- **Task brief**
In the listing that follows, the range to quote begins at the line that has "pub fn remaining_secs(&self)" and ends after the line that has "pub fn percent(&self)"; quote it verbatim and add nothing.

───── Records shown ─────

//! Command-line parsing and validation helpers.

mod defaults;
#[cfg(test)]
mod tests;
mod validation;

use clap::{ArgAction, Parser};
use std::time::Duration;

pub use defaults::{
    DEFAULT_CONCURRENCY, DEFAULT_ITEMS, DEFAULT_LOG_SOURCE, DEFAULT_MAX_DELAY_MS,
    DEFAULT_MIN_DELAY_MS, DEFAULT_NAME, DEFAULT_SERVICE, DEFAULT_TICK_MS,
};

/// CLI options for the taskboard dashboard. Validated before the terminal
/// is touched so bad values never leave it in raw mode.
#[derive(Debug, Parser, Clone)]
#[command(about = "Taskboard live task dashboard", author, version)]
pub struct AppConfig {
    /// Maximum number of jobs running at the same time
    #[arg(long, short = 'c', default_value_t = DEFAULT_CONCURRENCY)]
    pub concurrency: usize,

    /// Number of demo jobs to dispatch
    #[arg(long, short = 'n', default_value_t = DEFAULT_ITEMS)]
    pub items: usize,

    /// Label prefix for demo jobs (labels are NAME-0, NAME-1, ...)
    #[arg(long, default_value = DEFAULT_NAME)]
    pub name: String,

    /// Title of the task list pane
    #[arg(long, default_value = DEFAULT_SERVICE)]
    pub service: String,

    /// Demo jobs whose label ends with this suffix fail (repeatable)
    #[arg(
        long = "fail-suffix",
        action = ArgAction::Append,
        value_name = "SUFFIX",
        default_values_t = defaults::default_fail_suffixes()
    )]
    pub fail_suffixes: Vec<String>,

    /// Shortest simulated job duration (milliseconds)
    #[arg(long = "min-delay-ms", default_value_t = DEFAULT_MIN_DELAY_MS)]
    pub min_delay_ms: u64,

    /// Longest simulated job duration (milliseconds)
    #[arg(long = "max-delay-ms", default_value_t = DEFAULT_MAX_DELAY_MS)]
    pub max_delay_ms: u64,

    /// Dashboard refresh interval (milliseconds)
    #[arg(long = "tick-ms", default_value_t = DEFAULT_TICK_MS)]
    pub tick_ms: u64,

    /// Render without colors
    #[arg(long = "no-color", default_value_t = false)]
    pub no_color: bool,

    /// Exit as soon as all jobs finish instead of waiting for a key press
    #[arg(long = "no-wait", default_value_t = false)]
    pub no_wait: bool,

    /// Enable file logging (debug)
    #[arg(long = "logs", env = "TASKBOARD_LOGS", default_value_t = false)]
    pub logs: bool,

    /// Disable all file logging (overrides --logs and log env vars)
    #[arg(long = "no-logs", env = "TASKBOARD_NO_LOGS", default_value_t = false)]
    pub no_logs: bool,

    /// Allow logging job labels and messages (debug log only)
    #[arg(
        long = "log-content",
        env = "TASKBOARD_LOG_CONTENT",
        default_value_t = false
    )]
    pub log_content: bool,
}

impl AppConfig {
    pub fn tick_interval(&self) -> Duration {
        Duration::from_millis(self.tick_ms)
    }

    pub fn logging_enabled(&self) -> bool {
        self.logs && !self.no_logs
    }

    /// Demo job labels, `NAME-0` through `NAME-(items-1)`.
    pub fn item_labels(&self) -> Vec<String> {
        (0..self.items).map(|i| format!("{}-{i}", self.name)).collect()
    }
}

─────
───── Records shown ─────

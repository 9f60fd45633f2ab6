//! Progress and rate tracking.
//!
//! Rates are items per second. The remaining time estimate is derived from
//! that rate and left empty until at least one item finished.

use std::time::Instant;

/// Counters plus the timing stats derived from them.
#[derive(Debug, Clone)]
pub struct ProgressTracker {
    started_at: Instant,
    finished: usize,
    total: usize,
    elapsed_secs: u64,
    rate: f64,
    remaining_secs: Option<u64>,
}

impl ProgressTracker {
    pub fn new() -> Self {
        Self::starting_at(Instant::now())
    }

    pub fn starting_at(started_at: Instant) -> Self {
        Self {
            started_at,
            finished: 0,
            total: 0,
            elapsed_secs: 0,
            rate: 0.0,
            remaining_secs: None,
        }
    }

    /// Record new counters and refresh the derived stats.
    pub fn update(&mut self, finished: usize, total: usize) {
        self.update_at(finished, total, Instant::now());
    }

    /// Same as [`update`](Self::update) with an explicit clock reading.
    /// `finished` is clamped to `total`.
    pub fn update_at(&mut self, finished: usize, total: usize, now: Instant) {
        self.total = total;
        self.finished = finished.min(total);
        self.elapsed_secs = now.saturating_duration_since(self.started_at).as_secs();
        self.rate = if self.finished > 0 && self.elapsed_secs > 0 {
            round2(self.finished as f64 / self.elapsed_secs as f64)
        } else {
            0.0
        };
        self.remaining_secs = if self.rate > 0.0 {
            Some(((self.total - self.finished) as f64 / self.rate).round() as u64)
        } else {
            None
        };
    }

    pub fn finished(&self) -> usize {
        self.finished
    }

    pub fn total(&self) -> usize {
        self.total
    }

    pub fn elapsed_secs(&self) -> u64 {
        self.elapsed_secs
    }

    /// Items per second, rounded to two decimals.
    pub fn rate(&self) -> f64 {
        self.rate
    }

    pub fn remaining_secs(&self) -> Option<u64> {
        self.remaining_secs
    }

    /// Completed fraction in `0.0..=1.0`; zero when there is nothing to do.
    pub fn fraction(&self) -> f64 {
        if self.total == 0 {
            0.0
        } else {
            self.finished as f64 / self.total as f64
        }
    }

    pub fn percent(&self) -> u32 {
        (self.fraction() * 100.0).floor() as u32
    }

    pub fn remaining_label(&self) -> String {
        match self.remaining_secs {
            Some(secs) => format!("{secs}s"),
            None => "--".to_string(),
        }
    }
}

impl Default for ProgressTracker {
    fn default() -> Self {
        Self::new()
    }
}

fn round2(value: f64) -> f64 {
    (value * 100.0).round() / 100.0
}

─────
───── Records shown ─────

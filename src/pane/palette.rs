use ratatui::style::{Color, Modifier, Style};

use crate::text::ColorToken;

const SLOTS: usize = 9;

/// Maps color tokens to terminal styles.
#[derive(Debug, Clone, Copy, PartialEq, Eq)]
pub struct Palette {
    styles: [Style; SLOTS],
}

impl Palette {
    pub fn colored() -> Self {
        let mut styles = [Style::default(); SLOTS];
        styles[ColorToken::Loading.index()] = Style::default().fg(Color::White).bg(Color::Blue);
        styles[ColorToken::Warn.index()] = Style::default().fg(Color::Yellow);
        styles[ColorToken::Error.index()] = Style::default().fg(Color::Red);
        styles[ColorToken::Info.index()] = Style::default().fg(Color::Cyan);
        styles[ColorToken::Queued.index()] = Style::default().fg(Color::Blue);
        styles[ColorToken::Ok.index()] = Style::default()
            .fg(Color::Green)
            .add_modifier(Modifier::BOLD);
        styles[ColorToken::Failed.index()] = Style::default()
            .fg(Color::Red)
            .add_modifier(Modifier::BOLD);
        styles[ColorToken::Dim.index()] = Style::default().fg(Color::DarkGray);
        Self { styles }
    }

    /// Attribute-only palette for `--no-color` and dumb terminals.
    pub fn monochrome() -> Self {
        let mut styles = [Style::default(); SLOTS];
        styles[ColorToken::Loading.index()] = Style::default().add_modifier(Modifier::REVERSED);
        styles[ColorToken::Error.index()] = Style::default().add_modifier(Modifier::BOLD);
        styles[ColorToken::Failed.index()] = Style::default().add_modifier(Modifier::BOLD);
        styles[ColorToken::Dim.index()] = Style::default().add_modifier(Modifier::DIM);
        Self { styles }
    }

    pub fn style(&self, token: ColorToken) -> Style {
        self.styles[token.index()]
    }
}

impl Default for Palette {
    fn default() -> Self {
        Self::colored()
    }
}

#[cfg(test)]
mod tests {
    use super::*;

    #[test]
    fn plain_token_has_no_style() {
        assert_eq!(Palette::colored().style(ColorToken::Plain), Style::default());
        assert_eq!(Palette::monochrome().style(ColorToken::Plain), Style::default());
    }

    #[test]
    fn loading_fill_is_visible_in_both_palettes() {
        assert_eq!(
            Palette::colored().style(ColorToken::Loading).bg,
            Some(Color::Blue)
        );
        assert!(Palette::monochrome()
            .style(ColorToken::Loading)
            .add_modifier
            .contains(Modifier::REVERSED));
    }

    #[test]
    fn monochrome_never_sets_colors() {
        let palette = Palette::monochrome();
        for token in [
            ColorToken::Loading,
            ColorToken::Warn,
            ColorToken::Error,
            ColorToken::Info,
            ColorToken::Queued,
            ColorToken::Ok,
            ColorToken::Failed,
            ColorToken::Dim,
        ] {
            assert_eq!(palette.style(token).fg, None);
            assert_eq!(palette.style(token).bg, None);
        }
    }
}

─────

- **Written reply**
    pub fn remaining_secs(&self) -> Option<u64> {
        self.remaining_secs
    }

    /// Completed fraction in `0.0..=1.0`; zero when there is nothing to do.
    pub fn fraction(&self) -> f64 {
        if self.total == 0 {
            0.0
        } else {
            self.finished as f64 / self.total as f64
        }
    }

    pub fn percent(&self) -> u32 {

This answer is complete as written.